169 S.E. 189 | N.C. | 1933
We think that for the determination of the present appeal the prayer of plaintiff sufficiently sets forth the facts: "The plaintiff prays the court that it receive affirmative relief to the effect that the said deed of trust to *600 it as trustee and recorded in said registry in Book 738, page 74, be reformed and corrected so that the sum of $3,000 be inserted therein in place of the figure $2,000, that the figure of $34.50 be substituted thereon for the figure of $24.00 showing the monthly payments to be made upon such loan and indebtedness and that the figure of $45.00 be substituted therein for the figure $30.00 showing the amount of each of the eight short term notes described in said deed of trust, and for such further relief as to the court may seem just, fair and equitable, and that the costs of this action be paid by the defendants as assessed by the clerk."
The pertinent parts of the deed in trust are as follows: "That whereas, the parties of the first part are the owners of the land and premises hereinafter described and have decided and determined to create the indebtedness hereinafter referred to and have executed a certain promissory negotiable long term first mortgage note in the principal sum of $2,000, payable 12 1/2 years after date and bearing interest at the rate of six per cent per annum, said interest beginning two years after date and payable semiannually and continuing until the said long term first mortgage note is fully paid; and eight short term mortgage notes in the amount of $30.00 each, and payable respectively three, six, nine, twelve, fifteen, eighteen, twenty-one and twenty-four months after date, bearing no interest until after maturity; said long term first mortgage note and the said short termfirst mortgage notes all being payable to bearer at the First National Bank in the city of Durham, North Carolina, and being secured without priority or distinction except as hereinafter expressly provided by this deed of trust upon the land and premises hereinafter described:
And whereas, the said parties of the first part are desirous of securing and have determined to secure the prompt payment of the principal and interest of said notes by executing and delivering to the trustee, hereinbefore named, this deed of trust conveying to said trustee all of the property hereinafter described, . . . but in trust nevertheless for the following uses and purposes, to wit: (1) To secure the full, true, complete and final payment of the long term first mortgage note hereinbefore described aggregating the principal sum of two thousand and no/100 dollars ($2,000) and the semiannual interest thereon, and also the eight short term first mortgage notes," etc.
The defendants, I. W. Woolley and wife, Ellie Woolley, appellants, demurred ore tenus to the complaint on the ground of defect of parties plaintiffs.

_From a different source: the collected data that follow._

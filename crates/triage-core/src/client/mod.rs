//! Graph backend client.
//!
//! One streaming GET per conversation turn: `start` opens a new thread,
//! `resume` continues a suspended one. Both return the same kind of
//! decoded event stream; the session layer owns what the events mean.

pub mod shared;
pub mod sse;

use futures_util::StreamExt;
use tracing::debug;

pub use shared::{
    ClientError, ClientErrorKind, ClientResult, GraphEvent, GraphStream, resolve_base_url,
};
use sse::SseParser;

/// HTTP client for the graph streaming endpoints.
pub struct GraphClient {
    base_url: String,
    http: reqwest::Client,
}

impl GraphClient {
    /// Creates a client against the given backend origin.
    ///
    /// `base_url` must not have a trailing slash (`resolve_base_url`
    /// normalizes this).
    pub fn new(base_url: impl Into<String>) -> Self {
        Self {
            base_url: base_url.into(),
            http: reqwest::Client::new(),
        }
    }

    /// Opens a start stream for a new thread carrying the user's text.
    ///
    /// # Errors
    /// Returns an error on connection failure or a non-2xx response.
    pub async fn start_stream(&self, message: &str) -> ClientResult<GraphStream> {
        let url = start_url(&self.base_url, message);
        debug!(target: "triage::client", "opening start stream");
        self.open_stream(&url).await
    }

    /// Opens a resume stream carrying the user's reply to a pending ask.
    ///
    /// # Errors
    /// Returns an error on connection failure or a non-2xx response
    /// (e.g., HTTP 404 when the thread has expired server-side).
    pub async fn resume_stream(&self, thread_id: &str, reply: &str) -> ClientResult<GraphStream> {
        let url = resume_url(&self.base_url, thread_id, reply);
        debug!(target: "triage::client", %thread_id, "opening resume stream");
        self.open_stream(&url).await
    }

    async fn open_stream(&self, url: &str) -> ClientResult<GraphStream> {
        let response = self
            .http
            .get(url)
            .header("accept", "text/event-stream")
            .header("user-agent", shared::USER_AGENT)
            .send()
            .await
            .map_err(|e| classify_reqwest_error(&e))?;

        let status = response.status();
        if !status.is_success() {
            let error_body = response.text().await.unwrap_or_default();
            return Err(ClientError::http_status(status.as_u16(), &error_body));
        }

        Ok(SseParser::new(response.bytes_stream()).boxed())
    }
}

/// Builds the start endpoint URL with the user text as a query parameter.
fn start_url(base_url: &str, message: &str) -> String {
    format!(
        "{base_url}/api/graph/start/stream?message={}",
        urlencoding::encode(message)
    )
}

/// Builds the resume endpoint URL carrying the thread id and reply.
fn resume_url(base_url: &str, thread_id: &str, reply: &str) -> String {
    format!(
        "{base_url}/api/graph/resume/stream?thread_id={}&user_reply={}",
        urlencoding::encode(thread_id),
        urlencoding::encode(reply)
    )
}

fn classify_reqwest_error(e: &reqwest::Error) -> ClientError {
    if e.is_timeout() {
        ClientError::timeout(format!("Request timed out: {e}"))
    } else if e.is_connect() {
        ClientError::transport(format!("Connection failed: {e}"))
    } else {
        ClientError::transport(format!("Network error: {e}"))
    }
}

#[cfg(test)]
mod tests {
    use super::*;

    #[test]
    fn start_url_percent_encodes_message() {
        let url = start_url("http://localhost:8000", "I have a headache");
        assert_eq!(
            url,
            "http://localhost:8000/api/graph/start/stream?message=I%20have%20a%20headache"
        );
    }

    #[test]
    fn resume_url_percent_encodes_reply() {
        let url = resume_url("http://localhost:8000", "abc", "Throbbing, behind the eyes");
        assert_eq!(
            url,
            "http://localhost:8000/api/graph/resume/stream?thread_id=abc&user_reply=Throbbing%2C%20behind%20the%20eyes"
        );
    }

    #[test]
    fn urls_are_relative_to_resolved_base() {
        let url = start_url("https://triage.example.com/proxy", "hi");
        assert_eq!(
            url,
            "https://triage.example.com/proxy/api/graph/start/stream?message=hi"
        );
    }
}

The question of law involved: Did the court below err in overruling defendants' I. W. Woolley and wife, Ellie Woolley's demurrer ore tenus to the plaintiffs' complaint? We think so.
C. S., 446, in part, is as follows: "Every action must be prosecuted in the name of the real party in interest, except as otherwise provided," etc.

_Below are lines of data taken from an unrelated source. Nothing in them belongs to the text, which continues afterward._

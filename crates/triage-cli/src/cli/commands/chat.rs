//! Chat command: owns the stream lifecycle for an interactive consult.
//!
//! One submission maps to one streaming request which runs until a
//! terminal event or a transport error. Between a suspension (`ask_user`)
//! and the next submission no connection is open, so a session can stay
//! paused indefinitely at no resource cost.

use std::io::{BufRead, IsTerminal, Write};

use anyhow::{Context, Result};
use futures_util::StreamExt;
use tracing::warn;
use triage_core::client::{GraphClient, GraphStream, resolve_base_url};
use triage_core::config::Config;
use triage_core::session::{Disposition, Role, SessionState, Speaker, Submission};

/// How a streaming turn ended.
enum TurnEnd {
    /// `ask_user` arrived: the graph is suspended waiting on the user.
    Suspended,
    /// `final` arrived: the consult is complete.
    Completed,
    /// Transport dropped, or the server closed without a terminal event.
    /// No retry is attempted; the stream simply stops advancing.
    Aborted,
}

pub async fn run(
    config: &Config,
    base_url_override: Option<&str>,
    opening: Option<&str>,
) -> Result<()> {
    let base_url = match base_url_override {
        Some(url) => url.trim_end_matches('/').to_string(),
        None => resolve_base_url(config.effective_base_url())?,
    };
    let client = GraphClient::new(base_url);
    let mut state = SessionState::new();

    let interactive = std::io::stdin().is_terminal();
    let mut opening = opening.map(str::to_string);

    loop {
        let input = match opening.take() {
            Some(text) => text,
            None => match read_line(&state, interactive)? {
                Some(line) => line,
                None => break, // EOF
            },
        };

        let stream = match state.classify_submission(&input) {
            Submission::Start => {
                // Optimistic append: the user turn is recorded before the
                // server acknowledges anything.
                state.begin_start(&input);
                match client.start_stream(&input).await {
                    Ok(stream) => stream,
                    Err(e) => {
                        warn!(target: "triage::chat", error = %e, "failed to open start stream");
                        continue;
                    }
                }
            }
            Submission::Resume { thread_id } => {
                state.begin_resume(&input);
                match client.resume_stream(&thread_id, &input).await {
                    Ok(stream) => stream,
                    Err(e) => {
                        warn!(target: "triage::chat", error = %e, "failed to open resume stream");
                        continue;
                    }
                }
            }
            Submission::Ignored => {
                if interactive && !input.trim().is_empty() {
                    println!("(nothing to answer right now)");
                }
                continue;
            }
        };

        match drive_turn(stream, &mut state).await {
            TurnEnd::Suspended => {}
            TurnEnd::Completed => break,
            TurnEnd::Aborted => {
                // Without a pending ask there is no defined way to continue
                // an existing thread; only a fresh session can be retried.
                if state.thread_id().is_some() {
                    break;
                }
            }
        }
    }

    Ok(())
}

/// Polls one stream to its end, folding every event into the session.
///
/// Decode failures on single events are logged and skipped; transport
/// errors end the turn. The connection is closed by dropping the stream,
/// which happens on every exit path including early returns.
async fn drive_turn(mut stream: GraphStream, state: &mut SessionState) -> TurnEnd {
    let mut printed = state.transcript().len();

    while let Some(item) = stream.next().await {
        match item {
            Ok(event) => {
                let disposition = state.apply(event);
                printed = print_new_turns(state, printed);
                if disposition == Disposition::Close {
                    return if state.pending_ask().is_some() {
                        TurnEnd::Suspended
                    } else {
                        TurnEnd::Completed
                    };
                }
            }
            Err(e) if !e.is_transport() => {
                // one malformed event does not abort an otherwise-healthy turn
                warn!(target: "triage::chat", error = %e, "skipping undecodable event");
            }
            Err(e) => {
                warn!(target: "triage::chat", error = %e, "stream transport error; turn ends");
                return TurnEnd::Aborted;
            }
        }
    }

    // server closed the stream without ask_user or final
    TurnEnd::Aborted
}

/// Prints assistant turns appended since `from`; returns the new high mark.
fn print_new_turns(state: &SessionState, from: usize) -> usize {
    let turns = state.transcript().turns();
    for turn in &turns[from..] {
        if turn.role == Role::Assistant {
            println!("{}: {}", turn.speaker_label(), turn.content);
        }
    }
    turns.len()
}

/// Reads the next submission, surfacing the pending question first.
fn read_line(state: &SessionState, interactive: bool) -> Result<Option<String>> {
    if interactive {
        if let Some(question) = state.pending_question() {
            let label = state
                .pending_ask()
                .and_then(|ask| ask.speaker)
                .map_or("Question", Speaker::label);
            println!("? {label}: {question}");
        }
        let prompt = if state.thread_id().is_none() {
            "Describe your issue> "
        } else {
            "Your answer> "
        };
        print!("{prompt}");
        std::io::stdout().flush().context("flush stdout")?;
    }

    let mut line = String::new();
    let read = std::io::stdin()
        .lock()
        .read_line(&mut line)
        .context("read stdin")?;
    if read == 0 {
        return Ok(None);
    }
    Ok(Some(line.trim_end_matches(['\r', '\n']).to_string()))
}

C. S., 511: "The defendant may demur to the complaint when it appears upon the face thereof, either that: . . . (2) The plaintiff has not legal capacity to sue. . . . (4) There is a defect of parties plaintiff or defendant."
In Fishell v. Evans,
This is an equitable action brought by a substituted trustee, alleging that there was a mutual mistake and the deed of trust was written $2,000 and should have been $3,000, and made to secure a $3,000 note and certain other notes, and prays for reformation and correction. Suppose that the substituted trustee loses, if the note was made for $3,000, would this bind the holder of the $3,000 note, who is not a party to this action, or the other holders of the smaller notes? We think not. The notes are to bearer, and, therefore, negotiable. C. S., 2976, C. S., 2982. The holders are necessary parties.
In Guy v. Harmon, ante, at p. 227, it is written: "The minor owners of the land were not made parties to the suit unless newspaper publication be sufficient for such purpose. Foreclosure is an equitable proceeding and the law as interpreted and applied in this State, has uniformly commanded a day in court for parties in interest, Gammon v. Johnson,
It has long been the usual practice and settled law that actions must be prosecuted and defended by the real parties in interest. Notice is due process and fundamental in principle.
But plaintiff relies on C. S., 449, which reads as follows: "An executor or administrator, a trustee of an express trust, or a person expressly authorized by statute, may sue without joining with him the person for whose benefit the action is prosecuted. A trustee of an express trust, within the meaning of this section, includes a person with whom, or in whose name, a contract is made for the benefit of another."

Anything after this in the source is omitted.